O Rio Grande do Norte também foi o primeiro Estado brasileiro a autorizar o voto da mulher nas eleições, assim, a primeira eleitora do País foi a potiguar Celina Guimarães Viana. Ela conseguiu o alistamento eleitoral invocando a Lei Saraiva, promulgada em 1881. A legislação imperial determinava direito de voto a quem tivesse renda mínima de dois mil réis. 

Entretanto, o voto feminino só foi regulamentado oficialmente em 1934, com a implantação do Estado Novo, na Era Vargas.

Participação feminina na política

A ex-prefeita Aldamira Guedes Fernandes faleceu em março de 2013 vítima de uma parada cardíaca aos 89 anos. A política nunca mais viu uma mulher ocupar o mesmo cargo que ela na cidade. 

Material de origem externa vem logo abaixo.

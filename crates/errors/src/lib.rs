//! warden-errors - 统一错误处理
//!
//! 所有库 crate 共用的错误类型，并提供到进程退出码的映射

use thiserror::Error;

/// 应用错误类型
#[derive(Debug, Error)]
pub enum AppError {
    #[error("Validation error: {0}")]
    Validation(String),

    #[error("Configuration error: {0}")]
    Config(String),

    #[error("Internal error: {0}")]
    Internal(String),

    #[error("Database error: {0}")]
    Database(String),

    #[error("External service error: {0}")]
    ExternalService(String),

    #[error("Timed out: {0}")]
    Timeout(String),

    #[error("I/O error: {0}")]
    Io(#[from] std::io::Error),
}

impl AppError {
    pub fn validation(msg: impl Into<String>) -> Self {
        Self::Validation(msg.into())
    }

    pub fn config(msg: impl Into<String>) -> Self {
        Self::Config(msg.into())
    }

    pub fn internal(msg: impl Into<String>) -> Self {
        Self::Internal(msg.into())
    }

    pub fn database(msg: impl Into<String>) -> Self {
        Self::Database(msg.into())
    }

    pub fn external_service(msg: impl Into<String>) -> Self {
        Self::ExternalService(msg.into())
    }

    pub fn timeout(msg: impl Into<String>) -> Self {
        Self::Timeout(msg.into())
    }

    /// 是否为存储不可用类错误（数据库、Redis、超时）
    pub fn is_store_failure(&self) -> bool {
        matches!(
            self,
            Self::Database(_) | Self::ExternalService(_) | Self::Timeout(_)
        )
    }

    /// 转换为进程退出码（sysexits 约定）
    pub fn exit_code(&self) -> u8 {
        match self {
            Self::Validation(_) => 65,
            Self::Database(_) => 69,
            Self::ExternalService(_) => 69,
            Self::Internal(_) => 70,
            Self::Io(_) => 74,
            Self::Timeout(_) => 75,
            Self::Config(_) => 78,
        }
    }
}

/// Result 类型别名
pub type AppResult<T> = Result<T, AppError>;
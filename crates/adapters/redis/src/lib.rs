//! warden-adapter-redis - Redis 适配器

mod connection;
mod store;

pub use connection::*;
pub use store::*;
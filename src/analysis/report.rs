use rand::Rng;
use serde::{Deserialize, Serialize};
use tracing::debug;

use super::{estimate_exceedance_probability, extract_quantile_scheduled};
use crate::config::{DroughtConfig, frequency_to_probability};
use crate::correction::{TransferFunction, apply_transfer, fit_and_build_transfer};
use crate::error::{Error, Result};
use crate::series::{Ensemble, Period, RunMap, YearSeries};
use crate::statistics::{CDF, Mean, Quantile, Statistic, deficit_percent};

/// Mean, median and percentile band of a quantity across runs.
#[derive(Debug, Clone, Copy, PartialEq, Serialize, Deserialize)]
pub struct Spread {
    /// Ensemble mean.
    pub mean: f64,
    /// Ensemble median.
    pub median: f64,
    /// Lower band percentile.
    pub lower: f64,
    /// Upper band percentile.
    pub upper: f64,
}

impl Spread {
    /// Summarises per-run values; `band` holds percentiles in `[0, 100]`.
    pub fn of(values: &RunMap<f64>, band: (f64, f64)) -> Result<Self> {
        let values: Vec<f64> = values.values().copied().collect();
        let ecdf = CDF.compute(&values);
        let at = |pct: f64| Quantile::new(pct / 100.0).map(|q| q.compute(&ecdf));
        Ok(Self {
            mean: Mean.compute(&values),
            median: Quantile::median().compute(&ecdf),
            lower: at(band.0)?,
            upper: at(band.1)?,
        })
    }
}

/// One point of an intensity-frequency curve.
#[derive(Debug, Clone, Copy, PartialEq, Serialize, Deserialize)]
pub struct CurvePoint {
    /// Frequency in percent.
    pub frequency: f64,
    /// Deficit (percent of the observed baseline mean) reached at this
    /// frequency, across runs.
    pub deficit: Spread,
}

/// Results for one comparison period.
#[derive(Debug, Clone, PartialEq, Serialize, Deserialize)]
pub struct PeriodSummary {
    /// Period label.
    pub name: String,
    /// Years covered.
    pub period: Period,
    /// Intensity-frequency curve.
    pub curve: Vec<CurvePoint>,
    /// Per-run frequency (percent) of years at or below the HD threshold.
    pub hd_frequency: RunMap<f64>,
    /// Per-run deficit (percent) at the HD frequency.
    pub hd_intensity: RunMap<f64>,
}

/// Corrected-ensemble drought statistics for a set of comparison periods.
#[derive(Debug, Clone)]
pub struct DroughtReport {
    transfer: TransferFunction,
    corrected: Ensemble,
    observed_mean: f64,
    hd_threshold: f64,
    periods: Vec<PeriodSummary>,
    band: (f64, f64),
}

impl DroughtReport {
    /// Corrects `modeled` against `observed` and derives drought statistics.
    ///
    /// Steps:
    /// 1. Fit Gammas to the pooled modeled values and to the observations over
    ///    the reference period, and map every modeled value through the
    ///    resulting transfer function.
    /// 2. Take the observed mean over the baseline period; deficits are
    ///    percentages below it.
    /// 3. The HD threshold is the ensemble mean of each run's quantile at the
    ///    HD frequency over the threshold period.
    /// 4. For every comparison period, build the intensity-frequency curve,
    ///    the bootstrap HD frequency and the HD intensity of every run.
    ///
    /// `rng` only feeds the bootstrap; periods consume it in order.
    #[tracing::instrument(skip_all, fields(runs = modeled.n_runs(), periods = config.periods().len()))]
    pub fn compute<R>(
        config: &DroughtConfig,
        modeled: &Ensemble,
        observed: &YearSeries,
        rng: &mut R,
    ) -> Result<Self>
    where
        R: Rng + ?Sized,
    {
        config.validate()?;
        let schedule = config.bootstrap().schedule();

        let observed_reference = non_empty(observed.window(config.reference()), config.reference())?;
        let transfer = fit_and_build_transfer(&modeled.flatten(config.reference()), &observed_reference)?;
        let corrected = apply_transfer(&transfer, modeled);

        let observed_baseline = non_empty(observed.window(config.baseline()), config.baseline())?;
        let observed_mean: f64 = Mean.compute(&observed_baseline);

        let hd_probability = frequency_to_probability(config.hd_frequency());
        let threshold_quantiles =
            extract_quantile_scheduled(&corrected, hd_probability, config.threshold_period(), schedule)?;
        let hd_threshold = Spread::of(&threshold_quantiles, config.band())?.mean;
        debug!(observed_mean, hd_threshold, "baseline established");

        let mut periods = Vec::with_capacity(config.periods().len());
        for named in config.periods() {
            let period = named.period;
            let deficits = |probability: f64| -> Result<RunMap<f64>> {
                let quantiles = extract_quantile_scheduled(&corrected, probability, period, schedule)?;
                Ok(quantiles
                    .into_iter()
                    .map(|(run, v)| (run, deficit_percent(v, observed_mean)))
                    .collect())
            };

            let curve = config
                .frequencies()
                .iter()
                .map(|&frequency| {
                    let per_run = deficits(frequency_to_probability(frequency))?;
                    Ok(CurvePoint {
                        frequency,
                        deficit: Spread::of(&per_run, config.band())?,
                    })
                })
                .collect::<Result<Vec<_>>>()?;

            let hd_frequency = estimate_exceedance_probability(
                &corrected,
                hd_threshold,
                period,
                config.bootstrap(),
                &mut *rng,
            )?
            .into_iter()
            .map(|(run, p)| (run, 100.0 * p))
            .collect();
            let hd_intensity = deficits(hd_probability)?;

            debug!(period = %named.name, "period summarised");
            periods.push(PeriodSummary {
                name: named.name.clone(),
                period,
                curve,
                hd_frequency,
                hd_intensity,
            });
        }

        Ok(Self {
            transfer,
            corrected,
            observed_mean,
            hd_threshold,
            periods,
            band: config.band(),
        })
    }

    /// Fitted transfer function.
    pub fn transfer(&self) -> &TransferFunction {
        &self.transfer
    }

    /// Bias-corrected ensemble.
    pub fn corrected(&self) -> &Ensemble {
        &self.corrected
    }

    /// Observed baseline mean that deficits are relative to.
    pub fn observed_mean(&self) -> f64 {
        self.observed_mean
    }

    /// Precipitation at or below which a year is a hyper-drought.
    pub fn hd_threshold(&self) -> f64 {
        self.hd_threshold
    }

    /// Per-period results, in configuration order.
    pub fn periods(&self) -> &[PeriodSummary] {
        &self.periods
    }

    /// Summary for the period labelled `name`.
    pub fn period(&self, name: &str) -> Option<&PeriodSummary> {
        self.periods.iter().find(|p| p.name == name)
    }

    /// Percentile band used for across-run spreads.
    pub fn band(&self) -> (f64, f64) {
        self.band
    }
}

fn non_empty(values: Vec<f64>, period: Period) -> Result<Vec<f64>> {
    if values.is_empty() {
        return Err(Error::InsufficientData { run: None, period });
    }
    Ok(values)
}

#[cfg(test)]
mod tests {
    use super::*;
    use crate::config::{BootstrapConfig, NamedPeriod};
    use approx::assert_abs_diff_eq;
    use rand::SeedableRng;
    use rand_xoshiro::Xoshiro256PlusPlus;

    fn runs(n_runs: usize) -> Ensemble {
        let years: Vec<i32> = (1921..=2070).collect();
        let columns: Vec<Vec<f64>> = (0..n_runs)
            .map(|r| {
                years
                    .iter()
                    .map(|&y| {
                        let phase = f64::from(y) * 0.7 + r as f64;
                        let trend = if y > 2020 { 0.8 } else { 1.0 };
                        trend * (400.0 + 150.0 * phase.sin() + 60.0 * (phase * 2.3).cos())
                    })
                    .collect()
            })
            .collect();
        Ensemble::from_columns(&years, columns).unwrap()
    }

    fn observed() -> YearSeries {
        let values: Vec<f64> = (1921..=2020)
            .map(|y| 350.0 + 120.0 * (f64::from(y) * 1.3).sin())
            .collect();
        YearSeries::consecutive(1921, values).unwrap()
    }

    fn config() -> DroughtConfig {
        DroughtConfig::new().with_bootstrap(BootstrapConfig::new().with_rounds(20))
    }

    #[test]
    fn spread_of_runs() {
        let values: RunMap<f64> = (0..5).map(|i| (i, i as f64)).collect();
        let s = Spread::of(&values, (25.0, 75.0)).unwrap();
        assert_abs_diff_eq!(s.mean, 2.0);
        assert_abs_diff_eq!(s.median, 2.0);
        assert_abs_diff_eq!(s.lower, 1.0);
        assert_abs_diff_eq!(s.upper, 3.0);
    }

    #[test]
    fn report_covers_every_period_and_run() {
        let mut rng = Xoshiro256PlusPlus::seed_from_u64(1);
        let report = DroughtReport::compute(&config(), &runs(3), &observed(), &mut rng).unwrap();

        assert_eq!(report.periods().len(), 3);
        for summary in report.periods() {
            assert_eq!(summary.curve.len(), 24);
            assert_eq!(summary.hd_frequency.len(), 3);
            assert_eq!(summary.hd_intensity.len(), 3);
            assert!(summary.hd_frequency.values().all(|f| (0.0..=100.0).contains(f)));
        }
        assert!(report.hd_threshold() > 0.0);
        assert!(report.hd_threshold() < report.observed_mean());
    }

    #[test]
    fn deficits_shrink_with_frequency() {
        let mut rng = Xoshiro256PlusPlus::seed_from_u64(2);
        let report = DroughtReport::compute(&config(), &runs(2), &observed(), &mut rng).unwrap();
        let present = report.period("Present").unwrap();
        for pair in present.curve.windows(2) {
            assert!(pair[0].deficit.mean >= pair[1].deficit.mean);
        }
    }

    #[test]
    fn drier_future_has_more_hyper_droughts() {
        let mut rng = Xoshiro256PlusPlus::seed_from_u64(3);
        let report = DroughtReport::compute(&config(), &runs(4), &observed(), &mut rng).unwrap();
        let present = Spread::of(&report.period("Present").unwrap().hd_frequency, (25.0, 75.0)).unwrap();
        let future = Spread::of(&report.period("Future").unwrap().hd_frequency, (25.0, 75.0)).unwrap();
        assert!(future.mean > present.mean);
    }

    #[test]
    fn observed_outside_reference_is_insufficient() {
        let mut rng = Xoshiro256PlusPlus::seed_from_u64(4);
        let config = config().with_reference(Period::new(1800, 1850).unwrap());
        let err = DroughtReport::compute(&config, &runs(2), &observed(), &mut rng).unwrap_err();
        assert!(matches!(err, Error::InsufficientData { run: None, .. }));
    }

    #[test]
    fn period_outside_the_runs_names_a_run() {
        let mut rng = Xoshiro256PlusPlus::seed_from_u64(5);
        let config = config().with_periods(vec![NamedPeriod::new(
            "Far",
            Period::new(2200, 2250).unwrap(),
        )]);
        let err = DroughtReport::compute(&config, &runs(2), &observed(), &mut rng).unwrap_err();
        assert!(matches!(err, Error::InsufficientData { run: Some(0), .. }));
    }
}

Contudo, em 2010, uma reportagem do Diário do Nordeste mostrou a cearense ajudando a eleger a primeira mulher presidente da República do Brasil, Dilma Rousseff (PT). A petista acabou sofrendo impeachment em 2016, a dois anos de concluir o mandado e três anos após o falecimento da ex-prefeita cearense.

“Quando a ex-prefeita resolveu atravessar as praças Nossa Senhora do Carmo e Comendador Garcia com destino a Escola Assis Bezerra, o fazia convicta de que iria votar na primeira mulher a assumir o cargo mais elevado da Nação, o de presidenta do Brasil. Confiante, estava cumprindo mais um ato histórico. Feito parecido, pioneiro na política nacional, ela havia conquistado há 52 anos quando se tornou a primeira prefeita do País, por meio das eleições diretas”, narrou reportagem do Diário do Nordeste.

Ao longo da vida, Aldamira viu outras mulheres ocupando cargos de poder na política — ainda que em raras situações. Em Fortaleza, Maria Luiza Fontenele foi eleita a primeira prefeita de uma capital brasileira, comandando a cidade de 1986 a 1989. 

Os eleitores fortalezenses ainda elegeram e reelegeram como prefeita a atual deputada federal Luizianne Lins (PT). A petista foi a segunda mulher a comandar o Executivo da cidade, entre 2005 e 2012.

No Ceará, um novo marco ocorreu no ano passado, quando a primeira mulher assumiu o comando do Governo do Ceará. Izolda Cela tomou posse oficialmente após a renúncia do atual ministro da Educação Camilo Santana (PT) para disputar o Senado Federal A mandatária tentou disputar a reeleição, mas o seu então partido, o PDT, lançou Roberto Cláudio na disputa, que terminou com a derrota do pedetista.